▸ Activity
Repeat precisely the span of lines below that opens with the line containing "product_id.to_string()" and closes with the line containing "so an error", both included.

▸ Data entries
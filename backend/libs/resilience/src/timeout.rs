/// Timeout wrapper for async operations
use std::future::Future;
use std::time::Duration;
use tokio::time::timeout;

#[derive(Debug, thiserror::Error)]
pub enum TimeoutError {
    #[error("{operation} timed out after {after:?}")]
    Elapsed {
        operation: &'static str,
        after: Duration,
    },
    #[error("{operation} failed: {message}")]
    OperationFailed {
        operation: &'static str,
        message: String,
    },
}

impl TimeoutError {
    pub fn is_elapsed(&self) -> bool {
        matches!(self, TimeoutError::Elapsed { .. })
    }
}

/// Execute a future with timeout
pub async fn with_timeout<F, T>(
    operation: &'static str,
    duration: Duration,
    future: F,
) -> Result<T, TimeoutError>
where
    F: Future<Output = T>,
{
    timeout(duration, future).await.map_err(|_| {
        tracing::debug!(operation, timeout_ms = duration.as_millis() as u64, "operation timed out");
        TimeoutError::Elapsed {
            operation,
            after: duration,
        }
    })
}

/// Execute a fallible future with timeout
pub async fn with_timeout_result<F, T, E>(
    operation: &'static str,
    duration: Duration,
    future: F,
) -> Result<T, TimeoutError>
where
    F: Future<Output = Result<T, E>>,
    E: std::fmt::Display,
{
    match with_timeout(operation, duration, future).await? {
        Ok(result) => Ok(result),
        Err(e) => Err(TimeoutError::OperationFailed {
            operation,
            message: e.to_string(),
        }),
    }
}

---

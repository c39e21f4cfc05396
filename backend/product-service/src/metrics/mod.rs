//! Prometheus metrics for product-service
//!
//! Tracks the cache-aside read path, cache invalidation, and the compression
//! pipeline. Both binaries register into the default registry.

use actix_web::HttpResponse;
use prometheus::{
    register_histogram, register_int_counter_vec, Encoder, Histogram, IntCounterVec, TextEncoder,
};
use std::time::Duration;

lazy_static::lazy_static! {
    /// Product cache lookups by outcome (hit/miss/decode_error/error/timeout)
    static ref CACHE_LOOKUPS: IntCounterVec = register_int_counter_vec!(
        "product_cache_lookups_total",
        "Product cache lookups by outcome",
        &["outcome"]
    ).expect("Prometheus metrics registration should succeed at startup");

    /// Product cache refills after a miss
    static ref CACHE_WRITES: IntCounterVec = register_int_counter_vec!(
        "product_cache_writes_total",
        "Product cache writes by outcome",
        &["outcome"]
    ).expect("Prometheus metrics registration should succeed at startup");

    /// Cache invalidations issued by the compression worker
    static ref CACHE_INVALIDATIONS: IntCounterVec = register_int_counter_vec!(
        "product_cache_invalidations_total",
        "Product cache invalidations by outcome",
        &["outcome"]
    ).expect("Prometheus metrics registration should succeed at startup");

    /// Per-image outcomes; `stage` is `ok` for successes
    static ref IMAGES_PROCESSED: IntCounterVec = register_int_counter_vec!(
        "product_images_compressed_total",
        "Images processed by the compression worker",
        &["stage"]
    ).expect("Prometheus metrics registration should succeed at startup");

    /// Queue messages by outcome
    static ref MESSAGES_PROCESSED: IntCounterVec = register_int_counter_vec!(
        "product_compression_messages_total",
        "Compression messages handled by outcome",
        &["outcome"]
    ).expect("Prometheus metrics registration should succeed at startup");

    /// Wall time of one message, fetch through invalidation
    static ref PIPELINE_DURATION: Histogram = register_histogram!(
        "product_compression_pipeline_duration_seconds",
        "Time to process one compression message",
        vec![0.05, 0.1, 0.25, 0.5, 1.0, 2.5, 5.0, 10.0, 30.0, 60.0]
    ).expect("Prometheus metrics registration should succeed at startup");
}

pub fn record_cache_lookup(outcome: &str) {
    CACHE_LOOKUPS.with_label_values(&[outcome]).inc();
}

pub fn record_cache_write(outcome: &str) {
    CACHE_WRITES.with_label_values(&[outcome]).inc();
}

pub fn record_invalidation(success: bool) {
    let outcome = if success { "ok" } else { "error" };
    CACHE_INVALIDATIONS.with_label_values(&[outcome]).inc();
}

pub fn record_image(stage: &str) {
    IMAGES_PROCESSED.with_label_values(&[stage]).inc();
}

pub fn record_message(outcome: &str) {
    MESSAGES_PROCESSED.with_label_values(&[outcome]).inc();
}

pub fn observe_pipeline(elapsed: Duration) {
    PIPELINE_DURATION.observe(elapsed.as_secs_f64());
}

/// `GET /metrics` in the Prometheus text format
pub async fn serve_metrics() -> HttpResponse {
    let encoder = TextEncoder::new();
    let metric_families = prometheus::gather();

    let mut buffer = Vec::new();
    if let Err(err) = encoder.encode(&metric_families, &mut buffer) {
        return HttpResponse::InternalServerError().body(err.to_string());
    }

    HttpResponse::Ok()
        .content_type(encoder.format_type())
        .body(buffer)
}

==

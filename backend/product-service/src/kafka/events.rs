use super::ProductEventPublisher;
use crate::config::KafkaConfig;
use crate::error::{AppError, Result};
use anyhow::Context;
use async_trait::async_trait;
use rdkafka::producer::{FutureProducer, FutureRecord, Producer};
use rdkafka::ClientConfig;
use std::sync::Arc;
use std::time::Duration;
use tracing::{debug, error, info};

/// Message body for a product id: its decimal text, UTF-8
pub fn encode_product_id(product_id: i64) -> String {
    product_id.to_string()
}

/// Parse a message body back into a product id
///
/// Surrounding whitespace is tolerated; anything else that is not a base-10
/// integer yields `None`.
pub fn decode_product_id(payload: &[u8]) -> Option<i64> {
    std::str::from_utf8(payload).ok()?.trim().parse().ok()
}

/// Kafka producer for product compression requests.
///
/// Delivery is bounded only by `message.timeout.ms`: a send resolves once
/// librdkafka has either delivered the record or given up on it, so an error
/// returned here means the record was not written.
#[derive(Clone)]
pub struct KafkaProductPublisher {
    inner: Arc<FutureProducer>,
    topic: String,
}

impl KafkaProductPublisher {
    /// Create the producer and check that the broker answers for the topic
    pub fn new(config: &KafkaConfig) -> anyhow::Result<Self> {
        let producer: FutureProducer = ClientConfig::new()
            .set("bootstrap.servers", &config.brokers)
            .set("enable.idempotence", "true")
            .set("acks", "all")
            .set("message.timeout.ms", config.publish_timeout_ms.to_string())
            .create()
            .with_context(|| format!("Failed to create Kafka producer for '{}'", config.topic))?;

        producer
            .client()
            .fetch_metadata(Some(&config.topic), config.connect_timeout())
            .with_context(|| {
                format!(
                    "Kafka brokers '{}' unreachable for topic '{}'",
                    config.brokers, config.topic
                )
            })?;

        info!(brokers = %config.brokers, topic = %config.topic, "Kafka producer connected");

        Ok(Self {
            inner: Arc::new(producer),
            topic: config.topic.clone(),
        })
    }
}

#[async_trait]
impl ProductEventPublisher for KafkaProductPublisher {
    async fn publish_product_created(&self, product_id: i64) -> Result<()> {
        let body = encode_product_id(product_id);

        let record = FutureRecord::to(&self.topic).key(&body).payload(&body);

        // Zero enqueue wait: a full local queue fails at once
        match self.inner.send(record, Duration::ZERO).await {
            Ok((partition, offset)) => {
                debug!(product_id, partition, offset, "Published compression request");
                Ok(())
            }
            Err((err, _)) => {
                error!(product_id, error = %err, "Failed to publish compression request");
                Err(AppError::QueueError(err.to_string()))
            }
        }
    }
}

▸ Your response
    product_id.to_string()
}

/// Parse a message body back into a product id
///
/// Surrounding whitespace is tolerated; anything else that is not a base-10
/// integer yields `None`.
pub fn decode_product_id(payload: &[u8]) -> Option<i64> {
    std::str::from_utf8(payload).ok()?.trim().parse().ok()
}

/// Kafka producer for product compression requests.
///
/// Delivery is bounded only by `message.timeout.ms`: a send resolves once
/// librdkafka has either delivered the record or given up on it, so an error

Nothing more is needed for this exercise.